Please work out how many lines in the entries contain "MethodNotAllowed", then give that number with nothing added.

╭─ EXTRACTED INFORMATION

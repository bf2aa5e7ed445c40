// Copyright (c) 2021-2024 Espresso Systems (espressosys.com)
// This file is part of the votechain repository.

// You should have received a copy of the MIT License
// along with the votechain repository. If not, see <https://mit-license.org/>.

//! JSON scripts of administrative and voting steps
//!
//! Steps name the component they act on by role rather than by address, so one script works
//! against any deployment.

use serde::{Deserialize, Serialize};
use votechain::{
    system::Deployment,
    types::{CandidateId, ElectionId},
    Address, Call, Timestamp, Transaction,
};
use votechain_types::data::ContractKind;

/// A sequence of steps, each run as a block of its own
#[derive(Clone, Debug, Default, PartialEq, Eq, Serialize, Deserialize)]
pub struct Script {
    /// The steps, in execution order
    pub steps: Vec<Step>,
}

/// One transaction of a script
#[derive(Clone, Debug, PartialEq, Eq, Serialize, Deserialize)]
pub struct Step {
    /// Block timestamp; the ledger's current time when absent
    #[serde(default)]
    pub time: Option<Timestamp>,
    /// Signer; the configured owner when absent
    #[serde(default)]
    pub sender: Option<Address>,
    /// What to do
    #[serde(flatten)]
    pub action: Action,
}

/// A write operation, addressed by component role
#[derive(Clone, Debug, PartialEq, Eq, Serialize, Deserialize)]
#[serde(tag = "action", rename_all = "snake_case")]
pub enum Action {
    /// See [`Call::AddCandidate`]
    AddCandidate {
        /// Display name
        name: String,
        /// Free-form description
        #[serde(default)]
        description: String,
        /// Optional link to further material
        #[serde(default)]
        metadata_uri: Option<String>,
    },
    /// See [`Call::CreateElection`]
    CreateElection {
        /// Display name
        name: String,
        /// Free-form description
        #[serde(default)]
        description: String,
        /// Start of the voting window
        start_time: Timestamp,
        /// End of the voting window
        end_time: Timestamp,
        /// Intended voters
        #[serde(default)]
        whitelist: Vec<Address>,
    },
    /// See [`Call::RegisterCandidateInElection`]
    RegisterCandidate {
        /// The election
        election: ElectionId,
        /// The candidate
        candidate: CandidateId,
    },
    /// See [`Call::AddVoters`]
    AddVoters {
        /// The election
        election: ElectionId,
        /// One right per entry
        voters: Vec<Address>,
    },
    /// See [`Call::Vote`]
    Vote {
        /// The election
        election: ElectionId,
        /// The chosen candidate
        candidate: CandidateId,
    },
    /// See [`Call::TransferOwnership`]
    TransferOwnership {
        /// Which component changes hands
        component: ContractKind,
        /// The new owner
        new_owner: Address,
    },
}

impl Action {
    /// The call performing this action against `deployment`
    #[must_use]
    pub fn call(self, deployment: &Deployment) -> Call {
        match self {
            Self::AddCandidate {
                name,
                description,
                metadata_uri,
            } => Call::AddCandidate {
                target: deployment.candidate_manager,
                name,
                description,
                metadata_uri,
            },
            Self::CreateElection {
                name,
                description,
                start_time,
                end_time,
                whitelist,
            } => Call::CreateElection {
                target: deployment.election_manager,
                name,
                description,
                start_time,
                end_time,
                whitelist,
            },
            Self::RegisterCandidate {
                election,
                candidate,
            } => Call::RegisterCandidateInElection {
                target: deployment.election_manager,
                election,
                candidate,
            },
            Self::AddVoters { election, voters } => Call::AddVoters {
                target: deployment.ballot,
                election,
                voters,
            },
            Self::Vote {
                election,
                candidate,
            } => Call::Vote {
                target: deployment.ballot,
                election,
                candidate,
            },
            Self::TransferOwnership {
                component,
                new_owner,
            } => Call::TransferOwnership {
                target: address_of(deployment, component),
                new_owner,
            },
        }
    }
}

/// Where the component of kind `kind` lives
fn address_of(deployment: &Deployment, kind: ContractKind) -> Address {
    match kind {
        ContractKind::VoterRegistry => deployment.voter_registry,
        ContractKind::CandidateManager => deployment.candidate_manager,
        ContractKind::ElectionManager => deployment.election_manager,
        ContractKind::Ballot => deployment.ballot,
        ContractKind::Results => deployment.results,
    }
}

impl Step {
    /// The transaction for this step, signed by `owner` unless the step names a sender
    #[must_use]
    pub fn transaction(self, deployment: &Deployment, owner: Address) -> Transaction {
        Transaction::new(
            self.sender.unwrap_or(owner),
            self.action.call(deployment),
        )
    }
}
//! Error types for the HTTP parser.

use thiserror::Error;

/// Errors that can occur while parsing a request head.
#[derive(Debug, Error)]
pub enum Error {
    /// The HTTP method in the request is not supported.
    #[error("Invalid HTTP method: {0}")]
    InvalidMethod(String),

    /// The request target is empty or not an absolute path.
    #[error("Invalid request target: {0}")]
    InvalidTarget(String),

    /// The request line does not have exactly three parts.
    #[error("Malformed request line: {0}")]
    MalformedRequestLine(String),

    /// The HTTP version in the request is not supported.
    #[error("Invalid HTTP version: {0}")]
    InvalidVersion(String),

    /// A required header is missing from the request.
    #[error("Required header is missing: {0}")]
    MissingHeader(String),

    /// A header line has no colon or an empty name.
    #[error("Invalid header line: {0}")]
    InvalidHeaderFormat(String),

    /// `Content-Length` is not a decimal number.
    #[error("Invalid Content-Length: {0}")]
    InvalidContentLength(String),

    /// The request is empty.
    #[error("Empty request")]
    EmptyRequest,

    /// The request head is not valid UTF-8.
    #[error("Request head is not valid UTF-8")]
    InvalidEncoding,

    /// `Content-Length` appears more than once with different values.
    #[error("Conflicting Content-Length values: {0} and {1}")]
    ConflictingContentLength(String, String),
}
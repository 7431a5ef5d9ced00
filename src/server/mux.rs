//! Exact-path request multiplexer.

use std::sync::Arc;
use log::{debug, warn};

use crate::parser::{HttpRequest, Method};
use crate::server::handler::{Handler, HandlerFuture, SharedHandler};
use crate::server::response::{HttpResponse, StatusCode};

/// A registered path.
pub struct Route {
    /// The path to match, compared without the query string.
    pub path: String,
    /// Accepted methods; `None` accepts any method.
    pub methods: Option<Vec<Method>>,
    /// The handler function.
    pub handler: SharedHandler,
}

/// Dispatches requests to the handler registered for their exact path.
///
/// Requests for unknown paths get `404 Not Found`; requests whose method a
/// route does not accept get `405 Method Not Allowed` with an `Allow` header.
#[derive(Default)]
pub struct ServeMux {
    routes: Vec<Route>,
}

impl ServeMux {
    /// Create an empty multiplexer.
    pub fn new() -> Self {
        Self::default()
    }

    /// Register `handler` for `path`, accepting any method.
    pub fn handle<H: Handler + 'static>(&mut self, path: impl Into<String>, handler: H) -> &mut Self {
        self.insert(Route {
            path: path.into(),
            methods: None,
            handler: Arc::new(handler),
        })
    }

    /// Register `handler` for `path`, accepting only `methods`.
    pub fn handle_methods<H: Handler + 'static>(
        &mut self,
        path: impl Into<String>,
        methods: Vec<Method>,
        handler: H,
    ) -> &mut Self {
        self.insert(Route {
            path: path.into(),
            methods: Some(methods),
            handler: Arc::new(handler),
        })
    }

    /// Registered routes, in registration order.
    pub fn routes(&self) -> &[Route] {
        &self.routes
    }

    fn insert(&mut self, route: Route) -> &mut Self {
        if let Some(existing) = self.routes.iter_mut().find(|r| r.path == route.path) {
            warn!("Replacing handler for {path}", path = route.path);
            *existing = route;
        } else {
            self.routes.push(route);
        }
        self
    }
}

impl Handler for ServeMux {
    fn call(&self, request: HttpRequest) -> HandlerFuture {
        let Some(route) = self.routes.iter().find(|route| route.path == request.path) else {
            debug!("No route for {path}", path = request.path);
            let response = not_found(&request.path);
            return Box::pin(async move { Ok(response) });
        };

        match &route.methods {
            Some(methods) if !methods.contains(&request.method) => {
                let allowed = methods
                    .iter()
                    .map(Method::as_str)
                    .collect::<Vec<_>>()
                    .join(", ");
                let response = HttpResponse::new(StatusCode::MethodNotAllowed)
                    .with_header("Allow", allowed.clone())
                    .with_content_type("text/plain")
                    .with_body_string(format!(
                        "Method {method} not allowed for path: {path}. Allowed methods: {allowed}",
                        method = request.method,
                        path = request.path,
                    ));
                Box::pin(async move { Ok(response) })
            }
            _ => route.handler.call(request),
        }
    }
}

/// The response for a path nobody handles.
pub(crate) fn not_found(path: &str) -> HttpResponse {
    HttpResponse::new(StatusCode::NotFound)
        .with_content_type("text/plain")
        .with_body_string(format!("Not found: {path}"))
}
//! Functional-options HTTP server.
//!
//! [`ServerConfig`] is assembled from [`ServerOption`]s and frozen into an
//! [`HttpServer`], which runs a tokio accept loop and dispatches every request
//! to the configured [`Handler`].

mod response;
mod config;
mod error;
mod handler;
mod http_server;
mod mux;
mod options;
mod tests;

// Re-export public items
pub use response::{HttpResponse, StatusCode, SERVER_NAME};
pub use config::{
    ServerConfig, DEFAULT_ADDR, DEFAULT_MAX_BODY_SIZE, DEFAULT_MAX_CONNECTIONS,
    DEFAULT_READ_BUFFER_SIZE, DEFAULT_READ_TIMEOUT, DEFAULT_WRITE_TIMEOUT,
};
pub use error::Error;
pub use handler::{Handler, HandlerFuture, SharedHandler};
pub use http_server::HttpServer;
pub use mux::{Route, ServeMux};
pub use options::{
    new_server, with_address, with_handler, with_max_body_size, with_max_connections,
    with_read_buffer_size, with_read_timeout, with_shared_handler, with_timeouts,
    with_write_timeout, ServerOption,
};
//! HTTP response types and utilities.

use std::collections::HashMap;
use serde::Serialize;

use crate::server::error::Error;

/// Value of the `Server` header.
pub const SERVER_NAME: &str = "serveopt";

/// Status codes the server and its handlers produce.
#[derive(Debug, Clone, Copy, PartialEq, Eq)]
pub enum StatusCode {
    Ok = 200,
    Created = 201,
    NoContent = 204,
    BadRequest = 400,
    NotFound = 404,
    MethodNotAllowed = 405,
    PayloadTooLarge = 413,
    RequestHeaderFieldsTooLarge = 431,
    InternalServerError = 500,
    ServiceUnavailable = 503,
}

impl StatusCode {
    /// The numeric status code.
    pub fn as_u16(&self) -> u16 {
        *self as u16
    }

    /// Get the reason phrase for this status code.
    pub fn reason_phrase(&self) -> &'static str {
        match self {
            StatusCode::Ok => "OK",
            StatusCode::Created => "Created",
            StatusCode::NoContent => "No Content",
            StatusCode::BadRequest => "Bad Request",
            StatusCode::NotFound => "Not Found",
            StatusCode::MethodNotAllowed => "Method Not Allowed",
            StatusCode::PayloadTooLarge => "Payload Too Large",
            StatusCode::RequestHeaderFieldsTooLarge => "Request Header Fields Too Large",
            StatusCode::InternalServerError => "Internal Server Error",
            StatusCode::ServiceUnavailable => "Service Unavailable",
        }
    }
}

/// An HTTP response.
///
/// Every response carries `Content-Length` and `Connection: close`; the
/// server answers exactly one request per connection.
#[derive(Debug, Clone)]
pub struct HttpResponse {
    /// The HTTP status code
    pub status: StatusCode,
    /// The HTTP headers
    pub headers: HashMap<String, String>,
    /// The response body
    pub body: Vec<u8>,
}

impl HttpResponse {
    /// Create a new HTTP response with the given status code.
    pub fn new(status: StatusCode) -> Self {
        let mut headers = HashMap::new();
        headers.insert("Server".to_string(), SERVER_NAME.to_string());
        headers.insert("Connection".to_string(), "close".to_string());
        headers.insert("Content-Length".to_string(), "0".to_string());

        Self {
            status,
            headers,
            body: Vec::new(),
        }
    }

    /// Set the response body with a string.
    pub fn with_body_string(self, body: impl Into<String>) -> Self {
        self.with_body_bytes(body.into().into_bytes())
    }

    /// Set the response body with bytes.
    pub fn with_body_bytes(mut self, body: impl Into<Vec<u8>>) -> Self {
        self.body = body.into();
        let content_length = self.body.len().to_string();
        self.with_header("Content-Length", content_length)
    }

    /// Add or replace a header.
    pub fn with_header(mut self, name: impl Into<String>, value: impl Into<String>) -> Self {
        self.headers.insert(name.into(), value.into());
        self
    }

    /// Set the content type.
    pub fn with_content_type(self, content_type: impl Into<String>) -> Self {
        self.with_header("Content-Type", content_type)
    }

    /// Look up a header by exact name.
    pub fn header(&self, name: &str) -> Option<&str> {
        self.headers.get(name).map(String::as_str)
    }

    /// Serialize `value` as the body and mark the response as JSON.
    pub fn with_json<T: Serialize>(self, value: &T) -> Result<Self, Error> {
        let json = serde_json::to_vec(value).map_err(Error::JsonError)?;
        Ok(self
            .with_header("Content-Type", "application/json")
            .with_body_bytes(json))
    }

    /// Serialize the status line and headers (sorted by name), ending with
    /// the blank line. Used on its own to answer `HEAD`.
    pub fn head_bytes(&self) -> Vec<u8> {
        let mut head = format!(
            "HTTP/1.1 {code} {reason}\r\n",
            code = self.status.as_u16(),
            reason = self.status.reason_phrase()
        );

        let mut headers: Vec<_> = self.headers.iter().collect();
        headers.sort();
        for (name, value) in headers {
            head.push_str(&format!("{name}: {value}\r\n"));
        }
        head.push_str("\r\n");
        head.into_bytes()
    }

    /// Serialize the whole response: [`head_bytes`](Self::head_bytes) followed by the body.
    pub fn to_bytes(&self) -> Vec<u8> {
        let mut bytes = self.head_bytes();
        bytes.extend_from_slice(&self.body);
        bytes
    }
}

╰─

> ANSWER TO THIS EXERCISE
3